_What is required_: Of all the entries below, retype only the lines from the one with "pub enum CommitOutcome" through the one with "Decimal) -> StoreResult<CommitOutcome>;", exactly as they appear.

_Data under study_:
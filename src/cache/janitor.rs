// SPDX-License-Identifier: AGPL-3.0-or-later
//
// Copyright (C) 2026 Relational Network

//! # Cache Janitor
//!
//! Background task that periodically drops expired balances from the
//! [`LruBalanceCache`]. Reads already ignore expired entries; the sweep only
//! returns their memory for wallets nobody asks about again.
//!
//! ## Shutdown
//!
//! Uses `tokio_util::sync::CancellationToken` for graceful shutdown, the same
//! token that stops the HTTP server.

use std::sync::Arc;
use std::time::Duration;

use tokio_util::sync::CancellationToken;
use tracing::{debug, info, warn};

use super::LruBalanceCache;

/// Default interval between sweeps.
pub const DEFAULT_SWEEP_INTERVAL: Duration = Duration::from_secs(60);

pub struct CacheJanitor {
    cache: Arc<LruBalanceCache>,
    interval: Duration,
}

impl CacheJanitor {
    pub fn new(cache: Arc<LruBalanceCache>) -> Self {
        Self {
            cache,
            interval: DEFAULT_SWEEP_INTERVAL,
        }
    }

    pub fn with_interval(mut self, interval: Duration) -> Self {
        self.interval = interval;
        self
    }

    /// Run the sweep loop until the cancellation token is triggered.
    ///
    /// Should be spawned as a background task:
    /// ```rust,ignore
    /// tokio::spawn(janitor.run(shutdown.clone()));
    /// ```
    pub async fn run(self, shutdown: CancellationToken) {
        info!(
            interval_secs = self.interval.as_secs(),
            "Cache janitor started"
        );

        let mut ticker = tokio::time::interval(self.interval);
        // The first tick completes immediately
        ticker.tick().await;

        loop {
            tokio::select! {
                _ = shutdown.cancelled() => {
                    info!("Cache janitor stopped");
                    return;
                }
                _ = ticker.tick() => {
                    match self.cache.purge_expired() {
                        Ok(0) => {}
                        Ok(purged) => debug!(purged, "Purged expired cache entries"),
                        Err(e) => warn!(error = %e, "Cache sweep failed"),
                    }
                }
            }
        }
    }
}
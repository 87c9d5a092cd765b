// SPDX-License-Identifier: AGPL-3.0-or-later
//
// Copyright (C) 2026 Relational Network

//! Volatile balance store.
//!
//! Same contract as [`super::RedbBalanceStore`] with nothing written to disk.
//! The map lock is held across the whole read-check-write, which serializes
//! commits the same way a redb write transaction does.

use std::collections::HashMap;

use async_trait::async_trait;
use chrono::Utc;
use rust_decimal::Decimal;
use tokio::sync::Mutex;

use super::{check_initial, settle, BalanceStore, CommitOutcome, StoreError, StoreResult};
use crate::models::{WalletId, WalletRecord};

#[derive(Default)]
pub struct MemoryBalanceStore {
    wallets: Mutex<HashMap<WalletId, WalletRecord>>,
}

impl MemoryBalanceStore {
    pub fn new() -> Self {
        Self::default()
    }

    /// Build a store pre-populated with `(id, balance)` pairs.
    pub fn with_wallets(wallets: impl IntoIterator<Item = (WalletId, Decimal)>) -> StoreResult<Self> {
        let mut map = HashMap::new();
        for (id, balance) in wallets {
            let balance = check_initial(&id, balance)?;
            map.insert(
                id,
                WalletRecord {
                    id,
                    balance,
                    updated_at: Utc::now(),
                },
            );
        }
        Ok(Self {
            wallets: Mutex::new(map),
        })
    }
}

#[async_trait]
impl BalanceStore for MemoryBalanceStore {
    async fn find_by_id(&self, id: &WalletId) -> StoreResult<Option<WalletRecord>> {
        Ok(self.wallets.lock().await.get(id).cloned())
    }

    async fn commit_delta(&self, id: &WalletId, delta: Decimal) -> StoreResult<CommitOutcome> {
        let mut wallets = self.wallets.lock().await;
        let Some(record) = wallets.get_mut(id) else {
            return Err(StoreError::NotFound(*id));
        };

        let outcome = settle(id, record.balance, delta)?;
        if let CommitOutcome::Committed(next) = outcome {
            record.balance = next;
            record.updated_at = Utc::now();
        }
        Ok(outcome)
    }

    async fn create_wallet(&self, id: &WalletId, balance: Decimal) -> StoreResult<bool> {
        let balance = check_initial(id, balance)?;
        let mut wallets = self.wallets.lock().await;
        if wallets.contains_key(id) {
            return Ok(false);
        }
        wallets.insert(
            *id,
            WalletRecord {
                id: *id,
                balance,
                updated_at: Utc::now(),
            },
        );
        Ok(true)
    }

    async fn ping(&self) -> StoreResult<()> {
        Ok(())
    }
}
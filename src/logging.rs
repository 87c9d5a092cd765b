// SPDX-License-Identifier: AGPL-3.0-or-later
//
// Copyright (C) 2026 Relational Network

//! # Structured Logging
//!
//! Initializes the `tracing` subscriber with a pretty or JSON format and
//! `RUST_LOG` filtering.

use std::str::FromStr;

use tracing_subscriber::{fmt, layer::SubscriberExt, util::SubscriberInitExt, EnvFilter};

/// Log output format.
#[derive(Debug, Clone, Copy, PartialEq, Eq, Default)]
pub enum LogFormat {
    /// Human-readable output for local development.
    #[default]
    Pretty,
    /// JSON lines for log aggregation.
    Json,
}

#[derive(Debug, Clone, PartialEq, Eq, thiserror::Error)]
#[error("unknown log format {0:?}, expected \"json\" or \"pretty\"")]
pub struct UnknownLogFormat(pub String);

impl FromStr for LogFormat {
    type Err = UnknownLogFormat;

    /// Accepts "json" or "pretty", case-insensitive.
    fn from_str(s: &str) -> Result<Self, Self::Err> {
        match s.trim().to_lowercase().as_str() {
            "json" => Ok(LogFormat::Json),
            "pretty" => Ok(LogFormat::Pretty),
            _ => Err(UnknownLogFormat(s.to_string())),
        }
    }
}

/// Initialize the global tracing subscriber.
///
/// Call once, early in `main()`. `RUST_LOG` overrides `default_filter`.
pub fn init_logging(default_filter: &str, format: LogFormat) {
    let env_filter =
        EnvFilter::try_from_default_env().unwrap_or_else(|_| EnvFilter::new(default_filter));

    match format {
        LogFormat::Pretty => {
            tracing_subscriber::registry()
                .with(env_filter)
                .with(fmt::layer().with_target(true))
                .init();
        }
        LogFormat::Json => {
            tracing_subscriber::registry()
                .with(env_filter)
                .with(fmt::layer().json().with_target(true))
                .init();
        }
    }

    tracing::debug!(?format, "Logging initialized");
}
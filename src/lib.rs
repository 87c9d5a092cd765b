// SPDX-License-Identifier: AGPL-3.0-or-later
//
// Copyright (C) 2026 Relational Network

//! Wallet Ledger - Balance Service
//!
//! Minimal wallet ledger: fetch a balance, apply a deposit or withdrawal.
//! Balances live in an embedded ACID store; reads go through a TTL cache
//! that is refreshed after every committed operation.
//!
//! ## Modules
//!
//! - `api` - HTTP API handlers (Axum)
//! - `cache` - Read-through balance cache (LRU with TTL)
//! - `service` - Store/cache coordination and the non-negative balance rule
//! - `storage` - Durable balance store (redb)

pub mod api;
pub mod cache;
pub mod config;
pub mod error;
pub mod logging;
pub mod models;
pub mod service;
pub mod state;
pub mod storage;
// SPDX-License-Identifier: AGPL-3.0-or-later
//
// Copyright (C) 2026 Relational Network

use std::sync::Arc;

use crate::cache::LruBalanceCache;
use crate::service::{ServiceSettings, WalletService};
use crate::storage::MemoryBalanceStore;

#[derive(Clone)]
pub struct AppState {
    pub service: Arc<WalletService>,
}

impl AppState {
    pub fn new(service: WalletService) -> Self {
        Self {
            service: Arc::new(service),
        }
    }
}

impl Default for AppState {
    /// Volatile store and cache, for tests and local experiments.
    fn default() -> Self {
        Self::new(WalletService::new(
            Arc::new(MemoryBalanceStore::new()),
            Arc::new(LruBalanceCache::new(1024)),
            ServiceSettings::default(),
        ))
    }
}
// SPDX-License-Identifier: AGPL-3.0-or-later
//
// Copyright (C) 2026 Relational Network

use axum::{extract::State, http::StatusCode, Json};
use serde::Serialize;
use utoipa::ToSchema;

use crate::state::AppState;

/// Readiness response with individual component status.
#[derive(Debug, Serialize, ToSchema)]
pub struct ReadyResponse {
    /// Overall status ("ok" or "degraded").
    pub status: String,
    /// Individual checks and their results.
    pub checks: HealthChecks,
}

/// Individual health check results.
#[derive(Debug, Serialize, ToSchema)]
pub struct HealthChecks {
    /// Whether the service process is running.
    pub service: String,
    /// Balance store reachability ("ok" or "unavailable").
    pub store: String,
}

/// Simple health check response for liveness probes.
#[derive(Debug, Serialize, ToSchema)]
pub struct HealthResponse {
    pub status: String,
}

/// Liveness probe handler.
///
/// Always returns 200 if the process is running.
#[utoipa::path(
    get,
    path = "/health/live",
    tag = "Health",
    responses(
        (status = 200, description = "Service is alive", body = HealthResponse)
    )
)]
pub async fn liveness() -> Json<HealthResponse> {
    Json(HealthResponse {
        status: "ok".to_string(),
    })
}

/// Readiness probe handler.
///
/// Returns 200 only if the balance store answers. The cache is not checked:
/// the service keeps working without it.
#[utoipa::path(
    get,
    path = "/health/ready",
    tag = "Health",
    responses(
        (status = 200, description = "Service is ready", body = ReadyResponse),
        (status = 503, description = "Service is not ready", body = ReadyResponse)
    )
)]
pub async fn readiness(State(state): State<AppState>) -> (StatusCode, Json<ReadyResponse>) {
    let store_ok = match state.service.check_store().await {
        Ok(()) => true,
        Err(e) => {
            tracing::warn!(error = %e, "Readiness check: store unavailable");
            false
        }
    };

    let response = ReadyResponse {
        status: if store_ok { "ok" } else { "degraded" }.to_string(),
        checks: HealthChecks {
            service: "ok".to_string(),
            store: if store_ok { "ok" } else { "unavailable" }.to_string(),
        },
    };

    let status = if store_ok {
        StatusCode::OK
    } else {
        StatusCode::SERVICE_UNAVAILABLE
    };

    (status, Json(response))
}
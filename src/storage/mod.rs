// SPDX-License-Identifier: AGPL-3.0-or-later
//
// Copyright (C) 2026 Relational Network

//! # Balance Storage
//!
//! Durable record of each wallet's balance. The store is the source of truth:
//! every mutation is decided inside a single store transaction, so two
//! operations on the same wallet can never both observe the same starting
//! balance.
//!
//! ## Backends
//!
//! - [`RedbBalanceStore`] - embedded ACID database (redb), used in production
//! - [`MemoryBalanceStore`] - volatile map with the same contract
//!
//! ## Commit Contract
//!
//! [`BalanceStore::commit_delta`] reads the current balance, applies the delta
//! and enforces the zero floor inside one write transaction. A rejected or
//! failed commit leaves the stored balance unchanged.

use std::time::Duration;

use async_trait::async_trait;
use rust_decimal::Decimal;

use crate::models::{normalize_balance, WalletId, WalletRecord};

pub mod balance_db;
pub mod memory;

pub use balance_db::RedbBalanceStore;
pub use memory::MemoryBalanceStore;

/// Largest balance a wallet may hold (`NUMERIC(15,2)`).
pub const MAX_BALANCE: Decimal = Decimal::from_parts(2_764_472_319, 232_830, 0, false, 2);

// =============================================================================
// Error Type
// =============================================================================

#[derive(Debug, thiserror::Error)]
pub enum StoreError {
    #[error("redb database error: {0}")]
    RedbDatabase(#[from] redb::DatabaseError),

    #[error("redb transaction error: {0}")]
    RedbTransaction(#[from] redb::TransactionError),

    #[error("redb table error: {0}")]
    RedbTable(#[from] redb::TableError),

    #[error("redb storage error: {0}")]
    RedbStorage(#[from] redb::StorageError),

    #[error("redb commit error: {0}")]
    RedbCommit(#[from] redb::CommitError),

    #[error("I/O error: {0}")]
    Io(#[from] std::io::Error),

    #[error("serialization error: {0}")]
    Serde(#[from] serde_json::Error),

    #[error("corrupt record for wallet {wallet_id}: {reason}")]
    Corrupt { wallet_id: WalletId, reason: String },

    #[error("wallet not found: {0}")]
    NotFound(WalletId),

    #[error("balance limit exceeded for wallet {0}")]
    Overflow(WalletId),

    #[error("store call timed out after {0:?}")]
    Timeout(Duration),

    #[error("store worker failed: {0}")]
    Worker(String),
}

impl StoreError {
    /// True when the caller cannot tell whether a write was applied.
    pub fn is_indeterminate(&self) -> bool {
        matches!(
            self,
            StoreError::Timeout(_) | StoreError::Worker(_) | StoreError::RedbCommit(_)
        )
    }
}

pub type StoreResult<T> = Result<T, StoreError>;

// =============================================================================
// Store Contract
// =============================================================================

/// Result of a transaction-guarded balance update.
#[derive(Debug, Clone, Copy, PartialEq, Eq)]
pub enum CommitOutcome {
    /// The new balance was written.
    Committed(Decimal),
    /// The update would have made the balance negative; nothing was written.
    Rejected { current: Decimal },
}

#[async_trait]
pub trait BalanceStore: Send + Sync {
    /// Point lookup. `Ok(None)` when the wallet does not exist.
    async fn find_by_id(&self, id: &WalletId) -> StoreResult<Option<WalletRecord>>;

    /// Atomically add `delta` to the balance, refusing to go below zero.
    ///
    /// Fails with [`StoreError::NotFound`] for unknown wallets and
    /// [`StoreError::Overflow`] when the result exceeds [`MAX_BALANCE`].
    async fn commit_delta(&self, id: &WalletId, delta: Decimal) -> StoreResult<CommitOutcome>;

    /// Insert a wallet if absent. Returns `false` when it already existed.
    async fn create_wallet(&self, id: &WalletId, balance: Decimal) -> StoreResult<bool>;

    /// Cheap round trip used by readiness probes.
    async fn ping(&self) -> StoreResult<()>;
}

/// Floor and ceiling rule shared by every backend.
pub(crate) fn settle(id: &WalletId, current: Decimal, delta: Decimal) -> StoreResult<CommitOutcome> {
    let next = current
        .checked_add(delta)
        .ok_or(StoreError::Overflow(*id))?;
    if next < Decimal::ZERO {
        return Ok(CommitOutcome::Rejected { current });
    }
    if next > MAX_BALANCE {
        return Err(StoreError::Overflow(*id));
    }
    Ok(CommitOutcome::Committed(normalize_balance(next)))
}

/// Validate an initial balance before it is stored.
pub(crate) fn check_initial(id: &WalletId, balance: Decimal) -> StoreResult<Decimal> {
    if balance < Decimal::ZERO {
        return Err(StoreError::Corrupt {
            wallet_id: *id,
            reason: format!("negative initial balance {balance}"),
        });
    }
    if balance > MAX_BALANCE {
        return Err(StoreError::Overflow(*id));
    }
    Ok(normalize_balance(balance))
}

_Response to the exercise_:
pub enum CommitOutcome {
    /// The new balance was written.
    Committed(Decimal),
    /// The update would have made the balance negative; nothing was written.
    Rejected { current: Decimal },
}

#[async_trait]
pub trait BalanceStore: Send + Sync {
    /// Point lookup. `Ok(None)` when the wallet does not exist.
    async fn find_by_id(&self, id: &WalletId) -> StoreResult<Option<WalletRecord>>;

    /// Atomically add `delta` to the balance, refusing to go below zero.
    ///
    /// Fails with [`StoreError::NotFound`] for unknown wallets and
    /// [`StoreError::Overflow`] when the result exceeds [`MAX_BALANCE`].
    async fn commit_delta(&self, id: &WalletId, delta: Decimal) -> StoreResult<CommitOutcome>;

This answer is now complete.